For the records that follow, please set down exactly the lines between the one holding "the built-in defaults" and the one holding "with every request", inclusive, and only those.

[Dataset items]
* * * *
use super::html::{
    element_text, first_of, image_urls, max_page_number, optional_text, parse_count,
    parse_date, parse_score, required_text, select_all, select_first,
};
use super::SiteId;
use crate::crawler::{Extractor, RenderedPage};
use crate::error::CrawlError;
use crate::model::{ProductMetadata, Review, ReviewRating};
use scraper::{ElementRef, Html};

const REVIEW_ARTICLE: &str = ".js_reviewArticleContainer";
const DATE_FORMAT: &str = "%Y.%m.%d";

const TITLE_CANDIDATES: &[&str] = &[
    ".product-title",
    ".prod-buy-header__title",
    ".prod-buy-header h2",
    "[class*='prod-buy-header'] h2",
];

const RATING_CANDIDATES: &[&str] = &[
    ".prod-buy-header__rating",
    "[class*='rating']",
    "[class*='star-rating']",
];

const COUNT_CANDIDATES: &[&str] = &[
    ".prod-buy-header__review-count",
    "[class*='review-count']",
    "a[href*='productReview']",
];

/// Extracts reviews from Coupang product pages
#[derive(Debug, Clone, Default)]
pub struct CoupangExtractor;

impl CoupangExtractor {
    pub fn new() -> Self {
        Self
    }

    fn parse_review(&self, article: ElementRef<'_>, product_id: &str) -> Result<Review, CrawlError> {
        let id = article
            .value()
            .attr("data-review-id")
            .map(str::trim)
            .filter(|id| !id.is_empty())
            .ok_or_else(|| CrawlError::invalid_data("review_id", None))?
            .to_string();

        let rating_element = select_first(article, "[data-rating]")?;
        let score = rating_element
            .and_then(|el| el.value().attr("data-rating"))
            .and_then(|raw| parse_score(raw, &[]))
            .ok_or_else(|| {
                CrawlError::invalid_data("rating", rating_element.map(element_text))
            })?;

        let date_text = optional_text(article, ".js_reviewArticleCreateDate")?;
        let created_at = date_text
            .as_deref()
            .and_then(|text| parse_date(text, DATE_FORMAT))
            .ok_or_else(|| CrawlError::invalid_data("created_at", date_text.clone()))?;

        let author = required_text(article, ".js_reviewUserProfileImage")?;
        let content = required_text(article, ".js_reviewArticleContent")?;
        let option_info = optional_text(article, ".js_reviewArticleOptionName")?;

        let likes = optional_text(article, ".js_reviewArticleHelpfulCount")?
            .and_then(|text| parse_count(&text))
            .and_then(|count| u32::try_from(count).ok())
            .unwrap_or(0);

        Ok(Review {
            id,
            product_id: product_id.to_string(),
            site: SiteId::Coupang,
            rating: ReviewRating::out_of_five(score),
            content,
            created_at,
            title: None,
            author: Some(author),
            purchase_date: None,
            option_info,
            likes: Some(likes),
            image_urls: image_urls(article, ".js_reviewArticleImageContainer img")?,
        })
    }
}

impl Extractor for CoupangExtractor {
    type Record = Review;

    fn site(&self) -> SiteId {
        SiteId::Coupang
    }

    fn ready_selector(&self) -> Option<&str> {
        Some(REVIEW_ARTICLE)
    }

    fn extract_metadata(&self, page: &RenderedPage) -> Result<ProductMetadata, CrawlError> {
        let document = Html::parse_document(&page.html);
        let root = document.root_element();

        let title = first_of(root, TITLE_CANDIDATES)?
            .ok_or_else(|| CrawlError::element_not_found(TITLE_CANDIDATES.join(", ")))?;
        let name = element_text(title);
        if name.is_empty() {
            return Err(CrawlError::invalid_data("product_name", Some(String::new())));
        }

        let rating = first_of(root, RATING_CANDIDATES)?
            .ok_or_else(|| CrawlError::element_not_found(RATING_CANDIDATES.join(", ")))?;
        let rating_text = match select_first(rating, "span")? {
            Some(span) => element_text(span),
            None => element_text(rating),
        };
        let average_rating = parse_score(&rating_text, &[])
            .ok_or_else(|| CrawlError::invalid_data("average_rating", Some(rating_text.clone())))?;

        let count = first_of(root, COUNT_CANDIDATES)?
            .ok_or_else(|| CrawlError::element_not_found(COUNT_CANDIDATES.join(", ")))?;
        let count_text = element_text(count);
        let record_count = parse_count(&count_text)
            .ok_or_else(|| CrawlError::invalid_data("review_count", Some(count_text.clone())))?;

        Ok(ProductMetadata::new(name, average_rating, record_count))
    }

    fn extract_records(
        &self,
        page: &RenderedPage,
        target_id: &str,
    ) -> Result<Vec<Result<Review, CrawlError>>, CrawlError> {
        let document = Html::parse_document(&page.html);
        let articles = select_all(document.root_element(), REVIEW_ARTICLE)?;

        Ok(articles
            .into_iter()
            .map(|article| self.parse_review(article, target_id))
            .collect())
    }

    fn total_pages(&self, page: &RenderedPage) -> Option<u32> {
        let document = Html::parse_document(&page.html);
        max_page_number(
            document.root_element(),
            ".js_reviewArticlePageNavigationContainer button.js_reviewArticlePageNavigationButton",
        )
    }

    fn displayed_record_count(&self, page: &RenderedPage) -> Option<u64> {
        let document = Html::parse_document(&page.html);
        select_first(document.root_element(), ".js_reviewArticleCount")
            .ok()
            .flatten()
            .and_then(|el| parse_count(&element_text(el)))
    }
}
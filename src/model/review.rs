use super::CrawlRecord;
use crate::sites::SiteId;
use chrono::{NaiveDate, NaiveDateTime};

/// Rating given by a reviewer
#[derive(Debug, Clone, Copy, PartialEq)]
pub struct ReviewRating {
    pub score: f64,
    pub max_score: f64,
}

impl ReviewRating {
    /// Rating on the usual five-point scale
    pub fn out_of_five(score: f64) -> Self {
        Self {
            score,
            max_score: 5.0,
        }
    }

    /// Rating rescaled to a five-point scale
    pub fn normalized_score(&self) -> f64 {
        if self.max_score <= 0.0 {
            return 0.0;
        }
        self.score / self.max_score * 5.0
    }
}

/// One product review
#[derive(Debug, Clone, PartialEq)]
pub struct Review {
    pub id: String,
    pub product_id: String,
    pub site: SiteId,
    pub rating: ReviewRating,
    pub content: String,
    pub created_at: NaiveDateTime,

    pub title: Option<String>,
    pub author: Option<String>,
    pub purchase_date: Option<NaiveDate>,
    pub option_info: Option<String>,
    pub likes: Option<u32>,
    pub image_urls: Vec<String>,
}

impl Review {
    pub fn image_count(&self) -> usize {
        self.image_urls.len()
    }
}

impl CrawlRecord for Review {
    fn record_id(&self) -> &str {
        &self.id
    }

    fn target_id(&self) -> &str {
        &self.product_id
    }
}
use crate::error::CrawlError;
use std::time::Duration;

/// Bookkeeping for one retried operation
///
/// Created when the operation is first invoked and dropped once it concludes.
#[derive(Debug)]
pub struct RetryState {
    /// Failed attempts so far
    pub attempts: u32,

    pub max_attempts: u32,

    pub base_delay: Duration,

    /// Most recent retriable failure
    pub last_error: Option<CrawlError>,
}

impl RetryState {
    pub fn new(max_attempts: u32, base_delay: Duration) -> Self {
        Self {
            attempts: 0,
            max_attempts,
            base_delay,
            last_error: None,
        }
    }

    /// Returns true while the attempt budget is not exhausted
    pub fn should_retry(&self) -> bool {
        self.attempts < self.max_attempts
    }

    /// Backoff before the next attempt, `base * 2^attempts` with jitter
    pub fn next_delay(&self, jitter: f64) -> Duration {
        calculate_delay(self.base_delay, self.attempts, jitter)
    }
}

/// Computes exponential backoff: `base * 2^attempt`, scaled by a uniform factor in
/// `[1 - jitter, 1 + jitter]`
pub fn calculate_delay(base: Duration, attempt: u32, jitter: f64) -> Duration {
    let exponent = i32::try_from(attempt).unwrap_or(i32::MAX);
    let delay = base.as_secs_f64() * 2f64.powi(exponent);

    let factor = if jitter > 0.0 {
        1.0 + (fastrand::f64() * 2.0 - 1.0) * jitter
    } else {
        1.0
    };

    Duration::try_from_secs_f64(delay * factor).unwrap_or(Duration::MAX)
}
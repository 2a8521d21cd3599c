use crate::config::validation::to_rate_limit_config;
use crate::crawler::CrawlSettings;
use crate::rate_limit::{ClassMultipliers, RateLimitConfig};
use crate::retry::RetryPolicy;
use crate::sites::SiteId;
use crate::ConfigResult;
use serde::Deserialize;
use std::time::Duration;

/// Main configuration structure for the harvester
///
/// Every section is optional; missing sections take their defaults.
#[derive(Debug, Clone, Default, Deserialize)]
#[serde(default)]
pub struct Config {
    pub crawler: CrawlerConfig,

    pub retry: RetryConfig,

    /// Per-class adjustments to each site's base rate limit
    #[serde(rename = "class-multipliers")]
    pub class_multipliers: ClassMultipliers,

    /// Per-site rate limits overriding the built-in defaults
    #[serde(rename = "site")]
    pub sites: Vec<SiteLimitEntry>,
}

/// Crawler behavior configuration
#[derive(Debug, Clone, Deserialize)]
#[serde(default)]
pub struct CrawlerConfig {
    /// Timeout for loading a page (seconds)
    #[serde(rename = "navigation-timeout-secs")]
    pub navigation_timeout_secs: u64,

    /// Timeout for waiting on an element (seconds)
    #[serde(rename = "element-timeout-secs")]
    pub element_timeout_secs: u64,

    /// Directory CSV exports are written to
    #[serde(rename = "output-dir")]
    pub output_dir: String,

    /// Directory diagnostic captures are written to
    #[serde(rename = "screenshot-dir")]
    pub screenshot_dir: String,

    /// User agent sent with every request
    #[serde(rename = "user-agent")]
    pub user_agent: String,
}

impl Default for CrawlerConfig {
    fn default() -> Self {
        Self {
            navigation_timeout_secs: 30,
            element_timeout_secs: 10,
            output_dir: "data/raw".to_string(),
            screenshot_dir: "screenshots".to_string(),
            user_agent: DEFAULT_USER_AGENT.to_string(),
        }
    }
}

pub const DEFAULT_USER_AGENT: &str = "Mozilla/5.0 (Macintosh; Intel Mac OS X 10_15_7) \
     AppleWebKit/537.36 (KHTML, like Gecko) Chrome/122.0.0.0 Safari/537.36";

/// Retry configuration shared by all policies
#[derive(Debug, Clone, Deserialize)]
#[serde(default)]
pub struct RetryConfig {
    /// Jitter ratio applied to backoff delays
    pub jitter: f64,
}

impl Default for RetryConfig {
    fn default() -> Self {
        Self {
            jitter: crate::retry::DEFAULT_JITTER,
        }
    }
}

/// Base rate limit for one site
#[derive(Debug, Clone, Deserialize)]
pub struct SiteLimitEntry {
    pub site: SiteId,

    #[serde(rename = "requests-per-second")]
    pub requests_per_second: f64,

    #[serde(rename = "burst-size")]
    pub burst_size: u32,

    #[serde(rename = "backoff-factor")]
    pub backoff_factor: f64,

    /// Minimum delay (seconds)
    #[serde(rename = "min-delay")]
    pub min_delay: f64,

    /// Maximum delay (seconds)
    #[serde(rename = "max-delay")]
    pub max_delay: f64,
}

impl Config {
    /// Base rate limit for every supported site
    ///
    /// Sites without a `[[site]]` entry get [`RateLimitConfig::default`].
    ///
    /// # Returns
    ///
    /// * `Ok(Vec<(SiteId, RateLimitConfig)>)` - One entry per supported site
    /// * `Err(ConfigError)` - A site entry holds invalid values
    pub fn site_limits(&self) -> ConfigResult<Vec<(SiteId, RateLimitConfig)>> {
        let mut limits: Vec<(SiteId, RateLimitConfig)> = SiteId::ALL
            .iter()
            .map(|site| (*site, RateLimitConfig::default()))
            .collect();

        for entry in &self.sites {
            let config = to_rate_limit_config(entry)?;
            if let Some(slot) = limits.iter_mut().find(|(site, _)| *site == entry.site) {
                slot.1 = config;
            }
        }

        Ok(limits)
    }

    /// Retry policies and timeouts for one crawl session
    pub fn crawl_settings(&self) -> CrawlSettings {
        CrawlSettings {
            navigation_retry: RetryPolicy::navigation().with_jitter(self.retry.jitter),
            extraction_retry: RetryPolicy::extraction().with_jitter(self.retry.jitter),
            element_timeout: Duration::from_secs(self.crawler.element_timeout_secs),
        }
    }
}

impl CrawlerConfig {
    pub fn navigation_timeout(&self) -> Duration {
        Duration::from_secs(self.navigation_timeout_secs)
    }
}
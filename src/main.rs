//! Review Harvester main entry point
//!
//! This is the command-line interface for crawling the reviews of one product.

use anyhow::Context;
use clap::Parser;
use review_harvester::config::{load_or_default, Config};
use review_harvester::crawler::{crawl, pagination, ShutdownHandle};
use review_harvester::output::{print_summary, CsvExporter, Exporter, SessionSummary};
use review_harvester::rate_limit::RateLimiter;
use review_harvester::sites::validate_url;
use std::path::PathBuf;
use std::process::ExitCode;
use std::sync::Arc;
use std::time::Instant;
use tracing_subscriber::EnvFilter;

/// Review Harvester: crawls product reviews into CSV files
///
/// Supported sites are Coupang and Naver Shopping. Requests are paced per site,
/// transient failures are retried, and Ctrl-C stops the crawl after the current page.
#[derive(Parser, Debug)]
#[command(name = "review-harvester")]
#[command(version)]
#[command(about = "Crawls product reviews into CSV files", long_about = None)]
struct Cli {
    /// Product page URL
    #[arg(value_name = "URL")]
    url: String,

    /// Maximum number of review pages to crawl (default: all)
    #[arg(value_name = "PAGES", allow_hyphen_values = true)]
    pages: Option<i64>,

    /// Path to TOML configuration file
    #[arg(short, long, value_name = "FILE")]
    config: Option<PathBuf>,

    /// Increase logging verbosity (-v, -vv, -vvv)
    #[arg(short, long, action = clap::ArgAction::Count)]
    verbose: u8,

    /// Suppress non-error output
    #[arg(short, long, conflicts_with = "verbose")]
    quiet: bool,

    /// Validate the URL, print the site and product id, and exit
    #[arg(long)]
    check: bool,
}

#[tokio::main]
async fn main() -> ExitCode {
    let cli = Cli::parse();

    setup_logging(cli.verbose, cli.quiet);

    match run(cli).await {
        Ok(code) => code,
        Err(e) => {
            tracing::error!("{:#}", e);
            ExitCode::FAILURE
        }
    }
}

/// Sets up the logging/tracing subscriber based on verbosity level
fn setup_logging(verbose: u8, quiet: bool) {
    let filter = if quiet {
        EnvFilter::new("error")
    } else {
        match verbose {
            0 => EnvFilter::new("review_harvester=info,warn"),
            1 => EnvFilter::new("review_harvester=debug,info"),
            2 => EnvFilter::new("review_harvester=trace,debug"),
            _ => EnvFilter::new("trace"),
        }
    };

    tracing_subscriber::fmt()
        .with_env_filter(filter)
        .with_target(false)
        .with_thread_ids(false)
        .with_file(false)
        .init();
}

async fn run(cli: Cli) -> anyhow::Result<ExitCode> {
    let target = match validate_url(&cli.url) {
        Ok(target) => target,
        Err(e) => {
            tracing::error!("{}", e);
            return Ok(ExitCode::FAILURE);
        }
    };

    if cli.check {
        println!("Site: {}", target.site);
        println!("Product ID: {}", target.product_id);
        println!("URL: {}", target.url);
        return Ok(ExitCode::SUCCESS);
    }

    let requested_pages = match cli.pages.map(pagination::validate_requested_pages) {
        None => None,
        Some(Ok(pages)) => Some(pages),
        Some(Err(e)) => {
            tracing::error!("{}", e);
            return Ok(ExitCode::FAILURE);
        }
    };

    let config = load_or_default(cli.config.as_deref()).context("Failed to load configuration")?;
    if let Some(path) = &cli.config {
        tracing::info!("Configuration loaded from: {}", path.display());
    }

    handle_crawl(&config, target, requested_pages).await
}

/// Handles the main crawl operation
async fn handle_crawl(
    config: &Config,
    target: review_harvester::ProductTarget,
    requested_pages: Option<u32>,
) -> anyhow::Result<ExitCode> {
    tracing::info!("Starting crawl of {} product {}", target.site, target.product_id);
    match requested_pages {
        Some(pages) => tracing::info!("Page limit: {}", pages),
        None => tracing::info!("Page limit: all"),
    }

    let limits = config
        .site_limits()?
        .into_iter()
        .map(|(site, limit)| (site.as_str(), limit));
    let limiter = Arc::new(
        RateLimiter::with_sites(config.class_multipliers, limits)
            .await
            .context("Invalid rate limit configuration")?,
    );

    let shutdown = ShutdownHandle::new();
    let listener = shutdown.listen_for_ctrl_c();

    let started = Instant::now();
    let result = crawl(
        config,
        limiter,
        shutdown.clone(),
        &target,
        requested_pages,
    )
    .await;

    let cleaned = shutdown.cleanup().await;
    listener.abort();
    if cleaned {
        tracing::debug!("Cleanup actions completed");
    }

    let outcome = result.context("Crawl failed")?;
    let mut summary = SessionSummary::from_outcome(&outcome, started.elapsed());

    if outcome.records.is_empty() {
        print_summary(&summary);
        tracing::error!("No reviews were collected");
        return Ok(ExitCode::FAILURE);
    }

    let exporter = CsvExporter::new(&config.crawler.output_dir);
    let path = exporter
        .export(&outcome.records, &outcome.metadata, target.site)
        .context("Failed to export reviews")?;
    summary = summary.with_export_path(path);

    print_summary(&summary);
    Ok(ExitCode::SUCCESS)
}
//! Output module for persisting and reporting crawl results
//!
//! This module handles:
//! - The `Exporter` capability a finished session is handed to
//! - CSV export of collected reviews
//! - The end-of-run session summary

mod csv_output;
mod summary;
mod traits;

pub use csv_output::{export_file_name, CsvExporter, CSV_FIELDS};
pub use summary::{print_summary, SessionSummary};
pub use traits::Exporter;
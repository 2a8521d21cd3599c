//! Configuration module for the review harvester
//!
//! This module handles loading, parsing, and validating TOML configuration files.
//! Every section is optional, so an empty file (or no file) yields the defaults.
//!
//! # Example
//!
//! ```no_run
//! use review_harvester::config::load_config;
//! use std::path::Path;
//!
//! let config = load_config(Path::new("harvester.toml")).unwrap();
//! println!("Element timeout: {}s", config.crawler.element_timeout_secs);
//! ```

mod parser;
mod types;
mod validation;

// Re-export types
pub use types::{Config, CrawlerConfig, RetryConfig, SiteLimitEntry, DEFAULT_USER_AGENT};

// Re-export parser functions
pub use parser::{load_config, load_or_default, parse_config};
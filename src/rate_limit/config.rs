use serde::Deserialize;
use std::fmt;
use std::time::Duration;

/// Kind of request, each with its own pacing
#[derive(Debug, Clone, Copy, PartialEq, Eq, Hash)]
pub enum RequestClass {
    /// Page loads and page transitions
    Navigation,
    /// Element lookups and extraction on the current render
    ElementQuery,
    /// Clicks, typing and other interactions
    Interaction,
}

impl RequestClass {
    pub const ALL: [RequestClass; 3] = [
        RequestClass::Navigation,
        RequestClass::ElementQuery,
        RequestClass::Interaction,
    ];

    pub fn as_str(&self) -> &'static str {
        match self {
            Self::Navigation => "navigation",
            Self::ElementQuery => "element_query",
            Self::Interaction => "interaction",
        }
    }
}

impl fmt::Display for RequestClass {
    fn fmt(&self, f: &mut fmt::Formatter<'_>) -> fmt::Result {
        f.write_str(self.as_str())
    }
}

/// Base pacing for one site
///
/// Invariants (checked by [`RateLimitConfig::check`]): `0 < min_delay <= max_delay`,
/// `burst_size >= 1`, `requests_per_second > 0`, `backoff_factor >= 1`.
#[derive(Debug, Clone, Copy, PartialEq)]
pub struct RateLimitConfig {
    pub requests_per_second: f64,
    pub burst_size: u32,
    pub backoff_factor: f64,
    pub min_delay: Duration,
    pub max_delay: Duration,
}

impl Default for RateLimitConfig {
    fn default() -> Self {
        Self {
            requests_per_second: 1.0,
            burst_size: 5,
            backoff_factor: 2.0,
            min_delay: Duration::from_millis(500),
            max_delay: Duration::from_secs(30),
        }
    }
}

impl RateLimitConfig {
    /// Verifies the invariants, returning a description of the first violation
    pub fn check(&self) -> Result<(), String> {
        if !(self.requests_per_second > 0.0) || !self.requests_per_second.is_finite() {
            return Err(format!(
                "requests_per_second must be a positive number, got {}",
                self.requests_per_second
            ));
        }

        if self.burst_size < 1 {
            return Err(format!("burst_size must be >= 1, got {}", self.burst_size));
        }

        if !(self.backoff_factor >= 1.0) || !self.backoff_factor.is_finite() {
            return Err(format!(
                "backoff_factor must be >= 1.0, got {}",
                self.backoff_factor
            ));
        }

        if self.min_delay.is_zero() {
            return Err("min_delay must be greater than zero".to_string());
        }

        if self.min_delay > self.max_delay {
            return Err(format!(
                "min_delay ({:?}) must not exceed max_delay ({:?})",
                self.min_delay, self.max_delay
            ));
        }

        Ok(())
    }
}

/// Per-class adjustments applied to a site's base config
///
/// The defaults are tuned values rather than structural requirements, so they are
/// exposed through configuration.
#[derive(Debug, Clone, Copy, PartialEq, Deserialize)]
#[serde(rename_all = "kebab-case", default)]
pub struct ClassMultipliers {
    pub navigation_rate: f64,
    pub navigation_burst: f64,
    pub navigation_min_delay: f64,
    pub element_query_rate: f64,
    pub interaction_min_delay: f64,
}

impl Default for ClassMultipliers {
    fn default() -> Self {
        Self {
            navigation_rate: 0.5,
            navigation_burst: 0.5,
            navigation_min_delay: 2.0,
            element_query_rate: 1.5,
            interaction_min_delay: 1.5,
        }
    }
}

impl ClassMultipliers {
    /// Derives the pacing for `class` from a site's base config
    ///
    /// Navigation is stricter (lower rate, smaller burst, longer minimum delay),
    /// element queries are looser, interactions keep the base rate with a longer
    /// minimum delay. Derived minimum delays never exceed `max_delay`.
    pub fn derive(&self, base: &RateLimitConfig, class: RequestClass) -> RateLimitConfig {
        let scale_delay = |factor: f64| {
            base.min_delay
                .mul_f64(factor)
                .min(base.max_delay)
        };

        match class {
            RequestClass::Navigation => RateLimitConfig {
                requests_per_second: base.requests_per_second * self.navigation_rate,
                burst_size: ((base.burst_size as f64 * self.navigation_burst).floor() as u32)
                    .max(1),
                min_delay: scale_delay(self.navigation_min_delay),
                ..*base
            },
            RequestClass::ElementQuery => RateLimitConfig {
                requests_per_second: base.requests_per_second * self.element_query_rate,
                ..*base
            },
            RequestClass::Interaction => RateLimitConfig {
                min_delay: scale_delay(self.interaction_min_delay),
                ..*base
            },
        }
    }

    pub fn check(&self) -> Result<(), String> {
        let all = [
            ("navigation-rate", self.navigation_rate),
            ("navigation-burst", self.navigation_burst),
            ("navigation-min-delay", self.navigation_min_delay),
            ("element-query-rate", self.element_query_rate),
            ("interaction-min-delay", self.interaction_min_delay),
        ];

        for (name, value) in all {
            if !(value > 0.0) || !value.is_finite() {
                return Err(format!("{} must be a positive number, got {}", name, value));
            }
        }

        Ok(())
    }
}
/// Crawl session state definitions
///
/// This module defines the states one crawl session moves through.
use std::fmt;

/// Represents the current state of a crawl session
///
/// ```text
/// Idle -> Navigating -> CollectingPage -> (Paginating -> CollectingPage)* -> Done
/// ```
///
/// `Failed` is reachable from every non-terminal state.
#[derive(Debug, Clone, Copy, PartialEq, Eq, Hash, Default)]
pub enum CrawlState {
    // ===== Active States =====
    /// Session created, nothing requested yet
    #[default]
    Idle,

    /// Loading the target URL
    Navigating,

    /// Extracting records from the current page
    CollectingPage,

    /// Moving to the next page
    Paginating,

    // ===== Terminal States =====
    /// Finished, possibly early, with whatever was collected
    Done,

    /// Stopped by an unrecoverable error
    Failed,
}

impl CrawlState {
    /// Returns true if the session can make no further progress
    pub fn is_terminal(&self) -> bool {
        matches!(self, Self::Done | Self::Failed)
    }

    /// Returns true if the session is still running
    pub fn is_active(&self) -> bool {
        !self.is_terminal()
    }

    /// Returns true if the session ended without a fatal error
    pub fn is_success(&self) -> bool {
        matches!(self, Self::Done)
    }

    /// Checks whether moving from `self` to `next` is a legal transition
    pub fn can_transition_to(&self, next: CrawlState) -> bool {
        use CrawlState::*;

        if self.is_terminal() {
            return false;
        }

        matches!(
            (self, next),
            (Idle, Navigating)
                | (Navigating, CollectingPage)
                | (CollectingPage, Paginating)
                | (CollectingPage, Done)
                | (Paginating, CollectingPage)
                | (Paginating, Done)
                | (_, Failed)
        )
    }

    pub fn as_str(&self) -> &'static str {
        match self {
            Self::Idle => "idle",
            Self::Navigating => "navigating",
            Self::CollectingPage => "collecting_page",
            Self::Paginating => "paginating",
            Self::Done => "done",
            Self::Failed => "failed",
        }
    }

    /// Returns all possible crawl states
    pub fn all_states() -> Vec<Self> {
        vec![
            Self::Idle,
            Self::Navigating,
            Self::CollectingPage,
            Self::Paginating,
            Self::Done,
            Self::Failed,
        ]
    }
}

impl fmt::Display for CrawlState {
    fn fmt(&self, f: &mut fmt::Formatter<'_>) -> fmt::Result {
        write!(f, "{}", self.as_str())
    }
}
* * * *
__Solution__:
    /// Per-site rate limits overriding the built-in defaults
    #[serde(rename = "site")]
    pub sites: Vec<SiteLimitEntry>,
}

/// Crawler behavior configuration
#[derive(Debug, Clone, Deserialize)]
#[serde(default)]
pub struct CrawlerConfig {
    /// Timeout for loading a page (seconds)
    #[serde(rename = "navigation-timeout-secs")]
    pub navigation_timeout_secs: u64,

    /// Timeout for waiting on an element (seconds)
    #[serde(rename = "element-timeout-secs")]
    pub element_timeout_secs: u64,

    /// Directory CSV exports are written to
    #[serde(rename = "output-dir")]
    pub output_dir: String,

    /// Directory diagnostic captures are written to
    #[serde(rename = "screenshot-dir")]
    pub screenshot_dir: String,

    /// User agent sent with every request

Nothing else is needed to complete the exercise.